Tuesday, April 12, 2005

Recuerdo escolar

Por: Bernardo Atxaga


Teníamos un aspecto beatífico en las fotografías de fin de curso, pero, como muy bien sabía nuestro maestro, natural de Zamora y militar de vocación, la realidad era otra. Era que, por expreso mandato de nuestros hermanos mayores, nos negábamos a saludar brazo en alto a la bandera roja y gualda que presidía la escuela; era que tomábamos a broma las clases; era que nos pasábamos media mañana organizando los combates de boxeo que, después del Cassius Clay-Sonny Liston de aquel año, 1964, solían celebrarse durante el recreo.
"Se trata de unos niños selváticos", informó el maestro al inspector que vino a poner orden en la escuela. "Debo intervenir una y otra vez en sus juegos, porque de lo contrario acabarían matándose".
"Pues, ¿qué hacen?", preguntó el inspector recorriendo con la mirada las diez o doce filas de pupitres donde, entre otros, se sentaban el feroz Areta, el lacónico Opin y,sobre todo, el indomable Andrés, alias Chessman.
"Se odian", afirmó el maestro. "En cuanto salen al recreo se ponen a pelear de una forma que asusta. Nunca he visto niños como éstos".
El maestro, así lo veo ahora, debía de ser un joven inexperto y pusilánime, y no el "soldado español" que decía ser cuando alguien le preguntaba por sus botas altas de cuero y su cinturón de hebilla gruesa. De lo contrario, no habría callado nuestras faltas más graves, aquellas que tenían que ver con nuestro desapego patriótico.
"¿Quién es el peor de todos?", preguntó el inspector moviéndose con nerviosismo sobre la tarima. Vimos que se quitaba el anillo de casado y lo dejaba sobre la mesa.
Todos pensamos que el maestro llamaría al feroz Areta, o al lacónico Opin, o al indomable Andrés, alias Chessman.
"Ese moreno de la ventana", dijo entonces el maestro señalando a Azpetixe.
"¡Ven aquí, desgraciado!", gritó el inspector con un cambio de tono que a mí, sentado en la primera fila, la de los pequeños, me sobresaltó.
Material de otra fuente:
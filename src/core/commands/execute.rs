//! Command execution logic.
//!
//! Contains the `execute_command` function that runs parsed commands
//! against the session's filesystem and repository.

use chrono::{DateTime, Local, Utc};

use crate::config::{HELP_TEXT, VVP_TRACE};
use crate::core::VirtualFs;
use crate::core::git::Repository;
use crate::core::session::SessionConfig;
use crate::models::OutputLine;

use super::git::execute_git;
use super::{Action, Command, CommandResult};

/// Everything a command may read or change.
pub struct ExecContext<'a> {
    pub config: &'a SessionConfig,
    pub fs: &'a VirtualFs,
    pub repo: &'a mut Repository,
    /// A push has been handed to the host and has not resolved yet.
    pub push_in_flight: bool,
    pub now: DateTime<Utc>,
}

/// Execute a parsed command.
///
/// Output ends with one blank line unless the command's action says
/// otherwise (see [`Action::suppresses_spacer`]).
pub fn execute_command(cmd: Command, ctx: &mut ExecContext<'_>) -> CommandResult {
    let mut result = match cmd {
        Command::Help => CommandResult::output(HELP_TEXT.lines().map(OutputLine::text).collect()),
        Command::Ls => CommandResult::output(vec![OutputLine::text(ctx.fs.list().join("  "))]),
        Command::Pwd => CommandResult::output(vec![OutputLine::text(&ctx.config.home)]),
        Command::Clear => CommandResult::action(Action::ClearScreen),
        Command::Cat(path) => execute_cat(path, ctx.fs),
        Command::Vim(path) => execute_vim(path),
        Command::Nano(path) => CommandResult::output(vec![OutputLine::text(format!(
            "Use 'vim {}' for the integrated editor",
            path.as_deref().unwrap_or("filename")
        ))]),
        Command::Whoami => CommandResult::output(vec![OutputLine::text(&ctx.config.user)]),
        Command::Date => CommandResult::output(vec![OutputLine::text(
            ctx.now
                .with_timezone(&Local)
                .format("%a %b %d %Y %H:%M:%S GMT%z")
                .to_string(),
        )]),
        Command::Echo(text) => CommandResult::output(vec![OutputLine::text(text)]),
        Command::Iverilog { input, output } => execute_iverilog(input, &output),
        Command::Vvp(input) => match input {
            Some(_) => CommandResult::output(VVP_TRACE.lines().map(OutputLine::text).collect()),
            None => CommandResult::error("Error: No input file specified"),
        },
        Command::Gtkwave(file) => match file {
            Some(file) => CommandResult::output(vec![
                OutputLine::text(format!("Loading {}...", file)),
                OutputLine::text("GTKWave window opened (see Waveform tab)"),
            ]),
            None => CommandResult::error("Error: No VCD file specified"),
        },
        Command::Github => execute_github(ctx.repo),
        Command::Git(git) => execute_git(git, ctx),
        Command::Unknown(name) => CommandResult::error_with_hints(
            format!("Command not found: {}", name),
            ["Type \"help\" for available commands"],
        ),
    };

    let spacer = result
        .action
        .as_ref()
        .is_none_or(|action| !action.suppresses_spacer());
    if spacer {
        result.output.push(OutputLine::empty());
    }
    result
}

fn execute_cat(path: Option<String>, fs: &VirtualFs) -> CommandResult {
    let Some(path) = path else {
        return CommandResult::error("Error: No file specified");
    };
    match fs.read(&path) {
        Some(content) => CommandResult::output(content.split('\n').map(OutputLine::text).collect()),
        None => CommandResult::error(format!("cat: {}: No such file or directory", path)),
    }
}

fn execute_vim(path: Option<String>) -> CommandResult {
    match path {
        Some(path) => CommandResult::action(Action::OpenEditor(path)),
        None => CommandResult::error_with_hints("Error: No file specified", ["Usage: vim <filename>"]),
    }
}

fn execute_iverilog(input: Option<String>, output: &str) -> CommandResult {
    let Some(input) = input else {
        return CommandResult::error_with_hints(
            "Error: No input file specified",
            ["Usage: iverilog <file.v> -o <output>"],
        );
    };
    CommandResult::output(vec![
        OutputLine::text(format!("Compiling {}...", input)),
        OutputLine::text("Synthesis successful!"),
        OutputLine::text(format!("Output written to {}", output)),
    ])
}

fn execute_github(repo: &Repository) -> CommandResult {
    match repo.remote() {
        Some(link) => CommandResult::output(vec![
            OutputLine::success("✓ GitHub Connected"),
            OutputLine::text(format!("Repository: {}", link.repository_url())),
            OutputLine::text(format!("Username: {}", link.owner())),
        ]),
        None => CommandResult::output(vec![OutputLine::text(
            "GitHub not connected. Use \"git push\" to connect.",
        )]),
    }
}

#[cfg(test)]
mod tests {
    use super::*;
    use crate::core::remote::{Credential, RemoteLink};
    use crate::models::OutputLineData;

    struct Fixture {
        config: SessionConfig,
        fs: VirtualFs,
        repo: Repository,
    }

    impl Fixture {
        fn new() -> Self {
            let config = SessionConfig::default();
            let fs = config.seed_fs();
            Self {
                config,
                fs,
                repo: Repository::default(),
            }
        }

        fn run(&mut self, name: &str, args: &[&str]) -> CommandResult {
            let args: Vec<String> = args.iter().map(|s| s.to_string()).collect();
            let mut ctx = ExecContext {
                config: &self.config,
                fs: &self.fs,
                repo: &mut self.repo,
                push_in_flight: false,
                now: Utc::now(),
            };
            execute_command(Command::parse(name, &args), &mut ctx)
        }
    }

    fn contents(result: &CommandResult) -> Vec<String> {
        result.output.iter().map(|l| l.content()).collect()
    }

    #[test]
    fn test_ls_joins_with_two_spaces() {
        let mut f = Fixture::new();
        assert_eq!(
            contents(&f.run("ls", &[])),
            vec!["counter.v  counter_tb.v  README.md  GIT_GUIDE.md", ""]
        );
    }

    #[test]
    fn test_pwd_and_whoami() {
        let mut f = Fixture::new();
        assert_eq!(contents(&f.run("pwd", &[]))[0], "/home/user/hdl-workspace");
        assert_eq!(contents(&f.run("whoami", &[]))[0], "user");
    }

    #[test]
    fn test_clear_has_no_output() {
        let mut f = Fixture::new();
        let result = f.run("clear", &[]);
        assert!(result.output.is_empty());
        assert_eq!(result.action, Some(Action::ClearScreen));
    }

    #[test]
    fn test_cat() {
        let mut f = Fixture::new();
        let result = f.run("cat", &["missingfile.v"]);
        assert!(result.output[0].is_error());
        assert_eq!(
            result.output[0].content(),
            "cat: missingfile.v: No such file or directory"
        );

        let result = f.run("cat", &["README.md"]);
        assert_eq!(result.output[0].content(), "# HDL Workspace");
        assert_eq!(result.output.last().map(|l| l.content()), Some(String::new()));

        assert_eq!(contents(&f.run("cat", &[]))[0], "Error: No file specified");
    }

    #[test]
    fn test_vim() {
        let mut f = Fixture::new();
        let result = f.run("vim", &["counter.v"]);
        assert!(result.output.is_empty());
        assert_eq!(result.action, Some(Action::OpenEditor("counter.v".into())));

        assert_eq!(
            contents(&f.run("vi", &[])),
            vec!["Error: No file specified", "Usage: vim <filename>", ""]
        );
    }

    #[test]
    fn test_nano_points_to_vim() {
        let mut f = Fixture::new();
        assert_eq!(
            contents(&f.run("nano", &["x.v"]))[0],
            "Use 'vim x.v' for the integrated editor"
        );
        assert_eq!(
            contents(&f.run("nano", &[]))[0],
            "Use 'vim filename' for the integrated editor"
        );
    }

    #[test]
    fn test_echo() {
        let mut f = Fixture::new();
        assert_eq!(contents(&f.run("echo", &["a", "b"])), vec!["a b", ""]);
    }

    #[test]
    fn test_unknown_command() {
        let mut f = Fixture::new();
        let result = f.run("make", &[]);
        assert_eq!(
            contents(&result),
            vec![
                "Command not found: make",
                "Type \"help\" for available commands",
                ""
            ]
        );
        assert!(result.output[0].is_error());
    }

    #[test]
    fn test_hdl_stubs() {
        let mut f = Fixture::new();
        assert_eq!(
            contents(&f.run("iverilog", &["counter.v", "-o", "counter.vvp"])),
            vec![
                "Compiling counter.v...",
                "Synthesis successful!",
                "Output written to counter.vvp",
                ""
            ]
        );
        assert_eq!(
            contents(&f.run("iverilog", &[]))[0],
            "Error: No input file specified"
        );

        let trace = contents(&f.run("vvp", &["counter.vvp"]));
        assert_eq!(trace[trace.len() - 2], "Simulation completed successfully");
        assert_eq!(contents(&f.run("vvp", &[]))[0], "Error: No input file specified");

        assert_eq!(
            contents(&f.run("gtkwave", &["counter.vcd"])),
            vec![
                "Loading counter.vcd...",
                "GTKWave window opened (see Waveform tab)",
                ""
            ]
        );
        assert_eq!(contents(&f.run("gtkwave", &[]))[0], "Error: No VCD file specified");
    }

    #[test]
    fn test_help_text() {
        let mut f = Fixture::new();
        let lines = contents(&f.run("help", &[]));
        assert_eq!(lines[0], "Available commands:");
        assert!(lines.iter().any(|l| l.contains("git push")));
    }

    #[test]
    fn test_github_status() {
        let mut f = Fixture::new();
        assert_eq!(
            contents(&f.run("github", &[]))[0],
            "GitHub not connected. Use \"git push\" to connect."
        );

        f.repo.set_remote(RemoteLink::new(
            Credential::new("tok", "ada", "hdl-workspace"),
            "https://github.com/ada/hdl-workspace",
        ));
        let result = f.run("github", &[]);
        assert!(matches!(result.output[0].data, OutputLineData::Success(_)));
        assert_eq!(
            contents(&result)[1..3],
            [
                "Repository: https://github.com/ada/hdl-workspace".to_string(),
                "Username: ada".to_string()
            ]
        );
    }

    #[test]
    fn test_git_flow_output() {
        let mut f = Fixture::new();
        assert_eq!(
            contents(&f.run("git", &["add", "."]))[0],
            "fatal: not a git repository (or any of the parent directories): .git"
        );
        assert_eq!(
            contents(&f.run("git", &["init"])),
            vec!["Initialized empty Git repository in ~/hdl-workspace/.git/", ""]
        );
        assert_eq!(contents(&f.run("git", &["add", "."])), vec![""]);

        let commit = contents(&f.run("git", &["commit", "-m", "first"]));
        assert!(commit[0].starts_with("[main "));
        assert!(commit[0].ends_with("] first"));
        assert_eq!(commit[1], " 4 file(s) changed");

        let status = contents(&f.run("git", &["status"]));
        assert_eq!(status[0], "On branch main");
        assert_eq!(status[2], "Untracked files:");
    }

    #[test]
    fn test_git_commit_usage() {
        let mut f = Fixture::new();
        f.run("git", &["init"]);
        f.run("git", &["add", "counter.v"]);
        assert_eq!(
            contents(&f.run("git", &["commit"])),
            vec![
                "error: no commit message given",
                "Usage: git commit -m \"commit message\"",
                ""
            ]
        );
    }

    #[test]
    fn test_git_add_without_pathspec() {
        let mut f = Fixture::new();
        f.run("git", &["init"]);
        assert_eq!(
            contents(&f.run("git", &["add"]))[0],
            "Nothing specified, nothing added."
        );
    }

    #[test]
    fn test_git_config_round_trip() {
        let mut f = Fixture::new();
        assert_eq!(
            contents(&f.run("git", &["config", "user.name", "Ada", "Lovelace"])),
            vec![""]
        );
        assert_eq!(
            contents(&f.run("git", &["config", "user.name"])),
            vec!["Ada Lovelace", ""]
        );
        assert_eq!(
            contents(&f.run("git", &["config", "--list"])),
            vec!["user.name=Ada Lovelace", "user.email=", ""]
        );
        assert_eq!(
            contents(&f.run("git", &["config", "name", "x"]))[0],
            "error: key does not contain a section: name"
        );
    }

    #[test]
    fn test_git_log() {
        let mut f = Fixture::new();
        f.run("git", &["init"]);
        assert_eq!(
            contents(&f.run("git", &["log"]))[0],
            "fatal: your current branch 'main' does not have any commits yet"
        );
        f.run("git", &["add", "."]);
        f.run("git", &["commit", "-m", "first"]);
        let log = contents(&f.run("git", &["log"]));
        assert!(log[0].starts_with("commit "));
        assert!(log[1].starts_with("Author: "));
        assert!(log[2].starts_with("Date:   "));
        assert_eq!(log[4], "    first");
    }

    #[test]
    fn test_git_push_without_remote_begins_link() {
        let mut f = Fixture::new();
        f.run("git", &["init"]);
        let result = f.run("git", &["push"]);
        assert_eq!(
            contents(&result),
            vec!["Setting up GitHub remote...", "Opening GitHub authentication...", ""]
        );
        assert_eq!(result.action, Some(Action::BeginLink));
    }

    #[test]
    fn test_git_push_rejected_without_commits() {
        let mut f = Fixture::new();
        f.run("git", &["init"]);
        f.repo.set_remote(RemoteLink::new(
            Credential::new("tok", "ada", "repo"),
            "https://github.com/ada/repo",
        ));
        let lines = contents(&f.run("git", &["push"]));
        assert_eq!(lines[0], "error: failed to push some refs");
        assert!(lines[1].starts_with("hint: "));
        assert!(lines[2].starts_with("hint: "));
    }

    #[test]
    fn test_git_unknown_and_bare() {
        let mut f = Fixture::new();
        assert_eq!(
            contents(&f.run("git", &["pull"]))[0],
            "git: 'pull' is not a git command. See 'git --help'."
        );
        assert_eq!(contents(&f.run("git", &[]))[0], "usage: git <command> [<args>]");
    }
}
"¿Sabéis por qué me he quitado el anillo?", nos preguntó luego. "Pues para que mis golpes no dejen marcas en la cara de este desgraciado".
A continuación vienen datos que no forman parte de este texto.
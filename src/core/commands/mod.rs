//! Command parsing and execution.
//!
//! This module provides:
//! - [`CommandKind`], the closed set of command names, resolved through a
//!   lookup table
//! - [`Command`], a parsed command with its operands
//! - [`CommandResult`] and [`Action`] for what execution produces
//! - [`execute_command`] to run a command against the session's state
//!
//! # Architecture
//!
//! Input is tokenized by the parser, the first word is looked up in
//! [`COMMAND_TABLE`], and the rest is parsed into [`Command`]. `git`
//! subcommands get their own [`GitCommand`] parser.

mod execute;
mod git;
mod result;

pub use execute::{ExecContext, execute_command};
pub use git::{ConfigArgs, GitCommand};
pub use result::{Action, CommandResult};

use crate::config::DEFAULT_IVERILOG_OUTPUT;

// =============================================================================
// Command Kind
// =============================================================================

/// Every command the interpreter knows.
#[derive(Clone, Copy, Debug, PartialEq, Eq, Hash)]
pub enum CommandKind {
    Help,
    Ls,
    Pwd,
    Clear,
    Cat,
    Vim,
    Nano,
    Whoami,
    Date,
    Echo,
    Iverilog,
    Vvp,
    Gtkwave,
    Github,
    Git,
}

/// Token to kind. Matching is exact and case-sensitive.
pub const COMMAND_TABLE: &[(&str, CommandKind)] = &[
    ("help", CommandKind::Help),
    ("ls", CommandKind::Ls),
    ("pwd", CommandKind::Pwd),
    ("clear", CommandKind::Clear),
    ("cat", CommandKind::Cat),
    ("vim", CommandKind::Vim),
    ("vi", CommandKind::Vim),
    ("nano", CommandKind::Nano),
    ("whoami", CommandKind::Whoami),
    ("date", CommandKind::Date),
    ("echo", CommandKind::Echo),
    ("iverilog", CommandKind::Iverilog),
    ("vvp", CommandKind::Vvp),
    ("gtkwave", CommandKind::Gtkwave),
    ("github", CommandKind::Github),
    ("git", CommandKind::Git),
];

impl CommandKind {
    pub fn lookup(name: &str) -> Option<Self> {
        COMMAND_TABLE
            .iter()
            .find(|(token, _)| *token == name)
            .map(|&(_, kind)| kind)
    }
}

// =============================================================================
// Command Enum
// =============================================================================

/// Parsed terminal command
#[derive(Clone, Debug, PartialEq, Eq)]
pub enum Command {
    Help,
    Ls,
    Pwd,
    Clear,
    Cat(Option<String>),
    Vim(Option<String>),
    Nano(Option<String>),
    Whoami,
    Date,
    Echo(String),
    Iverilog {
        input: Option<String>,
        output: String,
    },
    Vvp(Option<String>),
    Gtkwave(Option<String>),
    Github,
    Git(GitCommand),
    Unknown(String),
}

impl Command {
    /// Parse command from name and arguments.
    pub fn parse(name: &str, args: &[String]) -> Self {
        let Some(kind) = CommandKind::lookup(name) else {
            return Self::Unknown(name.to_string());
        };
        let first = || args.first().cloned();

        match kind {
            CommandKind::Help => Self::Help,
            CommandKind::Ls => Self::Ls,
            CommandKind::Pwd => Self::Pwd,
            CommandKind::Clear => Self::Clear,
            CommandKind::Cat => Self::Cat(first()),
            CommandKind::Vim => Self::Vim(first()),
            CommandKind::Nano => Self::Nano(first()),
            CommandKind::Whoami => Self::Whoami,
            CommandKind::Date => Self::Date,
            CommandKind::Echo => Self::Echo(args.join(" ")),
            CommandKind::Iverilog => parse_iverilog(args),
            CommandKind::Vvp => Self::Vvp(first()),
            CommandKind::Gtkwave => Self::Gtkwave(first()),
            CommandKind::Github => Self::Github,
            CommandKind::Git => Self::Git(GitCommand::parse(args)),
        }
    }
}

/// `iverilog <file> [-o <out>]`, flag and operand in either order.
fn parse_iverilog(args: &[String]) -> Command {
    let mut input = None;
    let mut output = None;
    let mut iter = args.iter();
    while let Some(arg) = iter.next() {
        if arg == "-o" {
            output = iter.next().cloned();
        } else if input.is_none() {
            input = Some(arg.clone());
        }
    }
    Command::Iverilog {
        input,
        output: output.unwrap_or_else(|| DEFAULT_IVERILOG_OUTPUT.to_string()),
    }
}

// =============================================================================
// Tests
// =============================================================================
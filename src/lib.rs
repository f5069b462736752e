//! A browser terminal for a small Verilog workspace: a command
//! interpreter, a git model over an in-memory filesystem with push to
//! GitHub, and a vi-like editor.
//!
//! [`core`] holds all behavior and runs natively in tests; [`app`] and
//! [`components`] are the Leptos front end.

pub mod app;
pub mod components;
pub mod config;
pub mod core;
pub mod models;
pub mod utils;
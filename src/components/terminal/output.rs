use crate::models::{OutputLine, OutputLineData};
use leptos::prelude::*;

stylance::import_crate_style!(css, "src/components/terminal/output.module.css");

#[component]
pub fn Output(line: OutputLine) -> impl IntoView {
    let (class, text) = match line.data {
        OutputLineData::Command { prompt, input } => {
            return view! {
                <div class=css::command>
                    <span class=css::textGreen>{prompt}</span>
                    <span class=css::textDim>"$ "</span>
                    <span class=css::textFg>{input}</span>
                </div>
            }
            .into_any();
        }
        OutputLineData::Empty => {
            return view! { <div class=css::lineEmpty></div> }.into_any();
        }
        OutputLineData::Text(text) => (css::textFg, text),
        OutputLineData::Error(text) => (css::textRed, text),
        OutputLineData::Success(text) => (css::textGreen, text),
        OutputLineData::Info(text) => (css::textYellow, text),
    };

    view! {
        <div class=format!("{} {}", css::line, class)>{text}</div>
    }
    .into_any()
}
No había acabado la frase y el primer tortazo, de revés, sorpresivo, ya había estallado en la mejilla de Azpetixe. El castigo ejemplar había comenzado.
Azpetixe era un alumno de los marginados, un niño solitario. No había nacido en Obaba, sino en Azpeitia, y de ahí su apodo, Azpetixe. Llegó a la escuela meses después de comenzar el curso, cuando era ya muy tarde para hacer amigos o para integrarse en en una de las pandillas del pueblo. Además, era raro, y entre sus particularidades la que más nos llamaba la atención y la que más nos dolía era su resistencia en la lucha, su absoluta incapacidad de llorar. En los combates de boxeo de los recreos -que solían ser a primera lágrima y finalizaban cuando uno de los contendientes se daba por derrotado y empezaba a llorar- todos, salvo quizá el indomable Chessman, le evitaban. Ya se sabía que Azpetixe sólo entendía de nulos o de victorias.
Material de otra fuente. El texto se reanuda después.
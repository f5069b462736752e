//! Credential dialog shown when `git push` has no linked remote.

use leptos::ev::{MouseEvent, SubmitEvent};
use leptos::prelude::*;
use wasm_bindgen_futures::spawn_local;

use crate::app::AppContext;
use crate::config::DEFAULT_REPO_NAME;
use crate::core::remote::{Credential, link_remote};

stylance::import_crate_style!(css, "src/components/terminal/link_dialog.module.css");

#[component]
pub fn LinkDialog() -> impl IntoView {
    let ctx = use_context::<AppContext>().expect("AppContext must be provided at root");

    let token = RwSignal::new(String::new());
    let owner = RwSignal::new(String::new());
    let repository = RwSignal::new(DEFAULT_REPO_NAME.to_string());
    let error = RwSignal::new(None::<String>);
    let busy = RwSignal::new(false);

    let on_submit = move |ev: SubmitEvent| {
        ev.prevent_default();
        if busy.get_untracked() {
            return;
        }
        let credential = Credential::new(
            token.get_untracked(),
            owner.get_untracked(),
            repository.get_untracked(),
        );
        let remote = ctx.remote.get_value();
        busy.set(true);
        error.set(None);

        spawn_local(async move {
            let result = link_remote(&remote, credential).await;
            busy.set(false);
            // On success the session drops focus and this dialog unmounts
            if let Some(Err(e)) = ctx.session.try_update(|s| s.complete_link(result)) {
                error.set(Some(e.to_string()));
            }
        });
    };

    let on_cancel = move |_: MouseEvent| ctx.session.update(|s| s.cancel_link());

    view! {
        <div class=css::overlay>
            <form class=css::dialog on:submit=on_submit>
                <h2 class=css::title>"Connect to GitHub"</h2>
                <p class=css::hint>
                    "A personal access token with the \"repo\" scope is needed to push."
                </p>
                <label class=css::label>
                    "Personal access token"
                    <input
                        class=css::field
                        type="password"
                        autocomplete="off"
                        autofocus=true
                        prop:value=move || token.get()
                        on:input=move |ev| token.set(event_target_value(&ev))
                    />
                </label>
                <label class=css::label>
                    "Owner"
                    <input
                        class=css::field
                        type="text"
                        placeholder="your-github-username"
                        prop:value=move || owner.get()
                        on:input=move |ev| owner.set(event_target_value(&ev))
                    />
                </label>
                <label class=css::label>
                    "Repository"
                    <input
                        class=css::field
                        type="text"
                        prop:value=move || repository.get()
                        on:input=move |ev| repository.set(event_target_value(&ev))
                    />
                </label>
                <Show when=move || error.with(Option::is_some)>
                    <p class=css::error>{move || error.get().unwrap_or_default()}</p>
                </Show>
                <div class=css::actions>
                    <button
                        type="button"
                        class=css::secondary
                        disabled=move || busy.get()
                        on:click=on_cancel
                    >
                        "Cancel"
                    </button>
                    <button type="submit" class=css::primary disabled=move || busy.get()>
                        {move || if busy.get() { "Connecting..." } else { "Connect" }}
                    </button>
                </div>
            </form>
        </div>
    }
}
Tampoco aquel día perdió. El inspector le golpeó hasta cansarse, hasta el límite de lo que sus probables principios católicos le permitían, pero no consiguió doblegarle. Sangraba por la nariz, pero en su rostro no había lágrimas. Sólo una mueca, el amago de una sonrisa.
"Creo que ya es suficiente, señor inspector", dijo el maestro muy pálido. El silencio de la escuela era en ese momento total, y todas las miradas convergían en Azpetixe. Era bueno, era incluso mejor que el indomable Chessman.
"¡Ahora siéntese!", le gritó el inspector. Pero ya era otra voz. Estaba derrotado. Volvió a colocarse el anillo en el dedo y buscó la salida con los ojos bajos y con las prisas de un ladrón. En el otro extremo, Azpetixe recomponía su gesto y sonreía abiertamente mientras recibía las palmadas de su compañero de pupitre.
"Ya saben lo que les espera si siguen comportándose como hasta ahora", nos avisó el inspector desde la puerta. "Así que ya lo saben", repitió antes de cerrarla. Balbuceaba, parecía estar al borde del desmayo.
Ninguno de nosotros giró la cabeza. Que se fuera aquel cerdo, que no volviera, que nos dejara en paz. Como dijo -a media voz, pero de manera audible- el indomable Chessman: "Adiós sinvergüenza".